A clue to the latter has been given by Ali Akbar Salehi, the head of Iran’s atomic energy organization and former foreign minister, complaining of the other side’s “lack of fulfillment of obligations” under the JCPOA, particularly with respect to lifting the anti-Iran sanctions. Unless the Western politicians in Washington, London, Paris, and Berlin take such complaints seriously and remedy the situation, it is bound to get worse and, overtime, undermine the presidency of Rohani. There is a window of time, in light of the coming presidential race two years from now, that makes time an enemy of Rohani, particularly if like the Khatami era the western governments repeat their past errors by continuing to “play tough” with Iran at a time when conciliation and outreach is called for.

Chief among the Iranians’ complaint right now is Washington’s failure to authorize the sale of Airbus airplanes to Iran, without which the recent agreement between Iran and the (multi-national) Airbus company will remain in an indefinite state of limbo. Another complaint is that the US Treasury Department needs to authorize the sale of data base for SWIFT bank transactions by the California-based company, Oracle. As a result of this and other related problems, the Iranian banks, removed from the sanctions list, are still unable to transact through SWIFT, the Brussels-based center for interbank financial telecommunication. Part of the problem is, of course, due to the lack of banking confidence stemming from the “snap-back” provisions of the post-JCPOA UN Security Council Resolution 2231 (July, 2015), which raises the specter of punitive measures against institutions dealing with Iran. A ‘wait and see’ approach has thus supplanted a speedy normalization of western banks’s transactions with Iran, which hampers and in some cases even renders impossible, new western contracts with Iran. In turn, this has given fresh grounds for the hard-line criticisms of the Rohani administration, which will likely grow louder and more and more effective if the western governments continue with their present pattern of slow and incremental implementation of the nuclear agreement, for one reason or another.

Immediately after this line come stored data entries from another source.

//! Cooperative cancellation flag

use std::sync::atomic::{AtomicBool, Ordering};
use std::sync::Arc;

use crate::error::{CoreError, Result};

/// Shared cancellation flag polled by strategies between tokens
///
/// Cloning is cheap and every clone observes the same flag. Setting the flag
/// is irreversible.
#[derive(Debug, Clone, Default)]
pub struct CancelToken {
    flag: Arc<AtomicBool>,
    parent: Option<Arc<CancelToken>>,
}

impl CancelToken {
    /// Create a token that has not been cancelled
    pub fn new() -> Self {
        Self::default()
    }

    /// Token that is cancelled when either it or `self` is
    ///
    /// Cancelling the child leaves `self` untouched.
    pub fn child(&self) -> Self {
        Self {
            flag: Arc::default(),
            parent: Some(Arc::new(self.clone())),
        }
    }

    /// Request cancellation
    pub fn cancel(&self) {
        self.flag.store(true, Ordering::Release);
    }

    /// Whether cancellation has been requested here or on a parent
    pub fn is_cancelled(&self) -> bool {
        self.flag.load(Ordering::Acquire)
            || self.parent.as_ref().is_some_and(|p| p.is_cancelled())
    }

    /// Return `Err(Cancelled)` once cancellation has been requested
    #[inline]
    pub fn checkpoint(&self) -> Result<()> {
        if self.is_cancelled() {
            Err(CoreError::Cancelled)
        } else {
            Ok(())
        }
    }
}

#[cfg(test)]
mod tests {
    use super::*;

    #[test]
    fn test_clones_share_flag() {
        let token = CancelToken::new();
        let clone = token.clone();
        assert!(clone.checkpoint().is_ok());

        token.cancel();
        assert!(clone.is_cancelled());
        assert_eq!(clone.checkpoint(), Err(CoreError::Cancelled));
    }

    #[test]
    fn test_child_follows_parent() {
        let parent = CancelToken::new();
        let child = parent.child();
        assert!(!child.is_cancelled());

        parent.cancel();
        assert!(child.is_cancelled());
    }

    #[test]
    fn test_child_cancel_does_not_reach_parent() {
        let parent = CancelToken::new();
        let child = parent.child();
        let grandchild = child.child();

        child.cancel();
        assert!(grandchild.is_cancelled());
        assert!(!parent.is_cancelled());
        assert!(parent.child().checkpoint().is_ok());
    }
}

Of course, this is not to mention the strong possibility of future Iran sanctions resolutions in the US Congress and or the big blow to JCPOA if the White House is captured by a Republican contender — all the candidates including Ted Cruz and Donald Trump are on record vociferously denouncing JCPOA as a bad deal that they have vowed to undo once in Oval Office. Given this possibility, it is all the more important for President Obama, who counts on the JCPOA as one of the key legacies of his presidency, to take proper action to expedite the implementation of the JCPOA, a sine qua non for the political staying power of President Rohani. Yet, sadly, Obama the lame-duck president is now behaving more and more like Bill Clinton, who missed a golden opportunity to set relations with Iran straight during the Khatami era. Unfortunately, history often repeats itself and, in terms of US-Iran relations, the precious lessons about the past and the ‘roads not taken’ are often forgotten in the fog of geopolitics.

Kaveh L. Afrasiabi

Kaveh L. Afrasiabi, Ph.D. is an Iranian-American political scientist and author specializing in Iran’s foreign and nuclear affairs, and author of several books.